Word-for-word transcription is needed for all of the entries.

● DATA IN THIS EXERCISE:
=== Section Start ===

//! Placement policy for satisfying an allocation request.

/// How a pool selects which free segment satisfies an allocation.
///
/// Two variants do not justify dynamic dispatch: the policy is a plain tag
/// branched once per `allocate` call, keeping the selection loop monomorphic.
#[derive(Debug, Clone, Copy, PartialEq, Eq, Hash)]
pub enum PlacementPolicy {
    /// Selects the lowest-address free segment large enough for the request.
    FirstFit,
    /// Selects the smallest free segment large enough for the request,
    /// breaking ties by lowest address.
    BestFit,
}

=== Section End ===

● TASK SOLUTION:
//! Placement policy for satisfying an allocation request.

/// How a pool selects which free segment satisfies an allocation.
///
/// Two variants do not justify dynamic dispatch: the policy is a plain tag
/// branched once per `allocate` call, keeping the selection loop monomorphic.
#[derive(Debug, Clone, Copy, PartialEq, Eq, Hash)]
pub enum PlacementPolicy {
    /// Selects the lowest-address free segment large enough for the request.
    FirstFit,
    /// Selects the smallest free segment large enough for the request,
    /// breaking ties by lowest address.
    BestFit,
}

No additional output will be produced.